Les tests américains sur le plasma de convalescence ne sont pas les premiers. Depuis début février, des chercheurs en Chine – où le coronavirus est apparu à la fin de l’année dernière – ont lancé plusieurs études utilisant le plasma. Les chercheurs n’ont pas encore rendu compte de l’état d’avancement et des résultats de ces études. Mais Liang Yu, spécialiste des maladies infectieuses à la faculté de médecine de l’université de Zhejiang en Chine, a déclaré à  Nature que dans une étude préliminaire, les médecins ont traité 13 personnes gravement malades avec le COVID-19 avec du plasma de convalescence. En quelques jours, il a déclaré que le virus ne semblait plus circuler chez les patients, ce qui indique que les anticorps l’avaient combattu. Mais il dit que leur état a continué à se détériorer, ce qui suggère que la maladie était peut-être trop avancée pour que cette thérapie soit efficace. La plupart étaient malades depuis plus de deux semaines.

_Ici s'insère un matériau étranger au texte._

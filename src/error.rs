//! Error taxonomy for the prediction core.
//!
//! Factors degrade silently by returning `None`; everything that must fail
//! loudly goes through [`KeibaError`]. Payout fetching has its own error kind
//! ([`FetchError`]) so simulators can map "payout absent" conditions without
//! touching the crate error.

use chrono::NaiveDate;
use thiserror::Error;

/// Errors surfaced by the prediction core.
#[derive(Debug, Error)]
pub enum KeibaError {
    /// Trainer was handed fewer samples than the configured minimum.
    #[error("insufficient training data: {actual} samples ({required} required)")]
    InsufficientTrainingData { actual: usize, required: usize },

    /// Race id is not 12 digits or carries an unknown venue code.
    #[error("invalid race id: {0}")]
    InvalidRaceId(String),

    /// A past-results query returned a row at or after its cutoff date.
    /// Programmer error; fail fast.
    #[error("data leak: row dated {row_date} returned for cutoff {cutoff}")]
    DataLeak {
        row_date: NaiveDate,
        cutoff: NaiveDate,
    },

    /// Race id does not exist in the store.
    #[error("race not found: {0}")]
    RaceNotFound(String),
}

/// Errors surfaced by a payout source.
///
/// The settlement step treats `NotYetSettled` and `Parse` as "absent payout";
/// `RetryExhausted` propagates so the per-race loop can record a zero-payout
/// race and continue.
#[derive(Debug, Error)]
pub enum FetchError {
    #[error("network error: {0}")]
    Network(String),

    /// Remote is throttling (HTTP 403/429/503 class responses).
    #[error("rate limited by remote (status {0})")]
    RateLimited(u16),

    #[error("parse error: {0}")]
    Parse(String),

    #[error("payouts not yet settled")]
    NotYetSettled,

    #[error("retries exhausted after {attempts} attempts: {last}")]
    RetryExhausted { attempts: u32, last: String },
}

impl FetchError {
    /// Whether another attempt after a backoff delay can succeed.
    pub fn is_retryable(&self) -> bool {
        matches!(self, FetchError::Network(_) | FetchError::RateLimited(_))
    }
}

Dans l’un des trois essais américains proposés, Liise-anne Pirofski, spécialiste des maladies infectieuses à l’Albert Einstein College of Medicine, déclare que les chercheurs prévoient de perfuser les patients à un stade précoce de la maladie et de voir à quelle fréquence ils passent aux soins intensifs.
Un autre essai porterait sur les cas graves.
Le troisième essai explorerait l’utilisation du plasma comme mesure préventive pour les personnes en contact étroit avec les personnes dont la maladie est confirmée par le COVID-19, et évaluerait la fréquence à laquelle ces personnes tombent malades après une perfusion par rapport à d’autres qui ont été exposées de la même manière mais non traitées. Ces résultats sont mesurables en un mois, dit-elle. « Les données d’efficacité pourraient être obtenues très, très rapidement ».

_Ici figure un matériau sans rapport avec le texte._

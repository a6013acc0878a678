//! Shared machinery for the bet-ticket simulators.
//!
//! Each simulator owns one [`SimulatorCore`] for its lifetime: the database
//! handle, the optional model, and exactly one payout client whose rate
//! limiter paces every fetch of the period run.

use std::path::Path;

use anyhow::Result;
use async_trait::async_trait;
use chrono::NaiveDate;
use tracing::{info, warn};

use crate::config::{ModelConfig, SimulatorConfig};
use crate::constants::MAX_PAST_RESULTS_PER_HORSE;
use crate::error::KeibaError;
use crate::ml::{self, Predictor};
use crate::payout::{PayoutClient, PayoutSource, RateLimiter};
use crate::prediction::{PredictionResult, PredictionService};
use crate::score::FactorWeights;
use crate::storage::RaceRepository;
use crate::types::{Race, RaceEntry, RaceId, RaceResult, ShutubaData};

/// Database handle, model and payout client shared by a simulator.
pub struct SimulatorCore {
    repo: RaceRepository,
    payouts: PayoutClient,
    predictor: Option<Predictor>,
    weights: FactorWeights,
    max_past_results: usize,
}

impl SimulatorCore {
    /// Open the database at `db_path` and wrap the given payout client.
    pub fn new(db_path: &Path, payouts: PayoutClient) -> Result<Self> {
        Ok(Self::with_repository(RaceRepository::new(db_path)?, payouts))
    }

    /// Build over an already-open repository (tests, shared handles).
    pub fn with_repository(repo: RaceRepository, payouts: PayoutClient) -> Self {
        SimulatorCore {
            repo,
            payouts,
            predictor: None,
            weights: FactorWeights::default(),
            max_past_results: MAX_PAST_RESULTS_PER_HORSE,
        }
    }

    /// Build from the configuration surface: pacing from `request_delay`,
    /// model from the explicit path or latest-by-mtime in the artifact
    /// directory.
    pub fn from_config(
        db_path: &Path,
        config: &SimulatorConfig,
        model: &ModelConfig,
        source: impl PayoutSource + 'static,
    ) -> Result<Self> {
        let client = PayoutClient::new(source, RateLimiter::from_delay_secs(config.request_delay));
        let core = Self::new(db_path, client)?;

        let explicit = config.model_path.as_deref().or(model.path.as_deref());
        match ml::resolve_model_path(&model.dir, explicit) {
            Some(path) => core.with_model_path(&path),
            None => Ok(core),
        }
    }

    /// Load a model artifact for ML-weighted selection.
    pub fn with_model_path(mut self, path: &Path) -> Result<Self> {
        let model = ml::load_model(path)?;
        self.predictor = Some(Predictor::new(model));
        Ok(self)
    }

    pub fn payouts(&self) -> &PayoutClient {
        &self.payouts
    }

    pub(crate) fn races_in_window(
        &self,
        from: NaiveDate,
        to: NaiveDate,
        venues: Option<&[String]>,
    ) -> Result<Vec<Race>> {
        self.repo.fetch_races_in_window(from, to, venues)
    }

    /// Rebuild the race card from the recorded outcome and rank it with the
    /// prediction service. The synthetic entries carry pre-race fields only,
    /// so the service sees what it would have seen at post time.
    pub(crate) fn ranked_predictions(
        &self,
        race_id: &str,
    ) -> Result<(Race, Vec<PredictionResult>)> {
        RaceId::parse(race_id)?;

        let race = self
            .repo
            .fetch_race(race_id)?
            .ok_or_else(|| KeibaError::RaceNotFound(race_id.to_string()))?;
        let results = self.repo.fetch_race_results(race_id)?;

        let horse_ids: Vec<String> = results.iter().map(|r| r.horse_id.clone()).collect();
        let past_map = self.repo.fetch_past_results_batch(
            &horse_ids,
            race.date,
            self.max_past_results,
        )?;
        let horses = self.repo.fetch_horses_batch(&horse_ids)?;

        let shutuba = build_shutuba(&race, &results, &horses);
        let service = PredictionService::new(&self.repo)
            .with_predictor(self.predictor.as_ref())
            .with_weights(self.weights)
            .with_max_past_results(self.max_past_results);
        let predictions = service.predict_prepared(&shutuba, &past_map, &horses);

        Ok((race, predictions))
    }

    /// Horse numbers of the top `n` ranked predictions.
    pub(crate) fn top_numbers(predictions: &[PredictionResult], n: usize) -> Vec<u32> {
        predictions.iter().take(n).map(|p| p.horse_number).collect()
    }
}

fn build_shutuba(
    race: &Race,
    results: &[RaceResult],
    horses: &std::collections::HashMap<String, crate::types::Horse>,
) -> ShutubaData {
    let entries = results
        .iter()
        .map(|result| RaceEntry {
            horse_id: result.horse_id.clone(),
            horse_name: horses
                .get(&result.horse_id)
                .map(|h| h.name.clone())
                .unwrap_or_else(|| result.horse_id.clone()),
            horse_number: result.horse_number,
            bracket_number: result.bracket_number,
            jockey_id: result.jockey_id.clone().unwrap_or_default(),
            jockey_name: result.jockey_name.clone().unwrap_or_default(),
            impost: result.impost.unwrap_or(0.0),
            sex: result.sex.clone(),
            age: result.age,
            odds: result.odds,
            popularity: result.popularity,
            weight: result.weight,
            weight_diff: result.weight_diff,
        })
        .collect();

    ShutubaData {
        race_id: race.id.clone(),
        race_name: race.name.clone(),
        race_number: race.race_number,
        venue: race.venue.clone(),
        distance: race.distance,
        surface: race.surface,
        track_condition: race.track_condition,
        date: race.date,
        entries,
    }
}

/// Template for the four ticket simulators: the period loop and summary hook
/// are shared, selection and settlement are per-ticket.
#[async_trait]
pub trait TicketSimulator: Send + Sync {
    type RaceOutcome: Send;
    type Summary: Send;

    fn core(&self) -> &SimulatorCore;

    /// Simulate one race: select, settle against payouts, record.
    async fn simulate_race(&self, race_id: &str) -> Result<Self::RaceOutcome>;

    /// Aggregate a period's race outcomes.
    fn build_summary(
        &self,
        period_from: NaiveDate,
        period_to: NaiveDate,
        race_results: Vec<Self::RaceOutcome>,
    ) -> Self::Summary;

    /// Run every race in the window. Per-race failures are logged and
    /// skipped; the window never aborts.
    async fn simulate_period(
        &self,
        from: NaiveDate,
        to: NaiveDate,
        venues: Option<&[String]>,
    ) -> Result<Self::Summary> {
        let races = self.core().races_in_window(from, to, venues)?;
        let mut outcomes = Vec::with_capacity(races.len());
        let mut failures = 0usize;

        for race in races {
            match self.simulate_race(&race.id).await {
                Ok(outcome) => outcomes.push(outcome),
                Err(error) => {
                    failures += 1;
                    warn!("race {} simulation failed: {error:#}", race.id);
                }
            }
        }
        if failures > 0 {
            info!("{failures} races failed this run");
        }

        Ok(self.build_summary(from, to, outcomes))
    }
}

/// NaN-safe return rate: zero when nothing was invested.
pub(crate) fn return_rate(total_payout: u32, total_investment: u32) -> f64 {
    if total_investment > 0 {
        total_payout as f64 / total_investment as f64
    } else {
        0.0
    }
}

Même s’il fonctionne suffisamment bien, le sérum de convalescence pourrait être remplacé par des thérapies modernes plus tard dans l’année. Des groupes de recherche et des entreprises de biotechnologie identifient actuellement des anticorps contre le coronavirus, et prévoient de les développer pour en faire des formules pharmaceutiques précises. « La cavalerie biotechnologique va se charger d’isoler les anticorps, de les tester et de les transformer en médicaments et en vaccins, mais cela prend du temps », déclare Joyner.

D’une certaine manière, Pirofski se rappelle l’urgence qu’elle a ressentie en tant que jeune médecin au début de l’épidémie de VIH au début des années 1980. « J’ai rencontré des internes en médecine la semaine dernière, et ils sont tellement effrayés par cette maladie, et ils n’ont pas assez d’équipement de protection, et ils tombent malades ou ont peur de tomber malade », dit-elle. Un outil pour les aider à les protéger maintenant serait le bienvenu.

Depuis qu’elle s’est impliquée dans la promotion du sang comme traitement, Mme Pirofski affirme qu’un autre aspect de la thérapie retient son attention : contrairement à un produit pharmaceutique acheté à des entreprises, ce traitement est créé par des personnes qui ont été infectées. Je reçois plusieurs courriels par jour de personnes qui disent : « J’ai survécu et maintenant je veux aider d’autres personnes », dit-elle. « Tous ces gens sont prêts à mettre leurs bottes et à se brosser les dents, et à venir nous aider à le faire ».